--- Supplied data Enclosed Below ---

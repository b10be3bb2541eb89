//! Error types for code generation.

use std::path::PathBuf;

use thiserror::Error;

/// Result type alias for generation operations.
pub type CodegenResult<T> = Result<T, CodegenError>;

/// Errors that can occur while generating module files.
#[derive(Error, Debug)]
pub enum CodegenError {
    #[error("Unknown Terraform type for '{field}': {typ}")]
    UnknownTerraformType { field: String, typ: String },

    #[error("Invalid configuration: {0}")]
    InvalidConfig(String),

    #[error("Unsupported configuration format: {0}")]
    UnsupportedConfigFormat(PathBuf),

    #[error("No usable versions found for provider '{0}'")]
    NoProviderVersions(String),

    #[error("Schema error: {0}")]
    Schema(#[from] tfgen_schema::SchemaError),

    #[error("IO error: {0}")]
    Io(#[from] std::io::Error),

    #[error("JSON parsing error: {0}")]
    Json(#[from] serde_json::Error),

    #[error("YAML parsing error: {0}")]
    Yaml(#[from] serde_yaml::Error),

    #[error("TOML parsing error: {0}")]
    Toml(#[from] toml::de::Error),
}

--- End of Enclosed Supplied data ---

How to complete this task
Tally of lines with the word "from": work out how many lines in the records hold it, and give that number only.

Exercise answer
5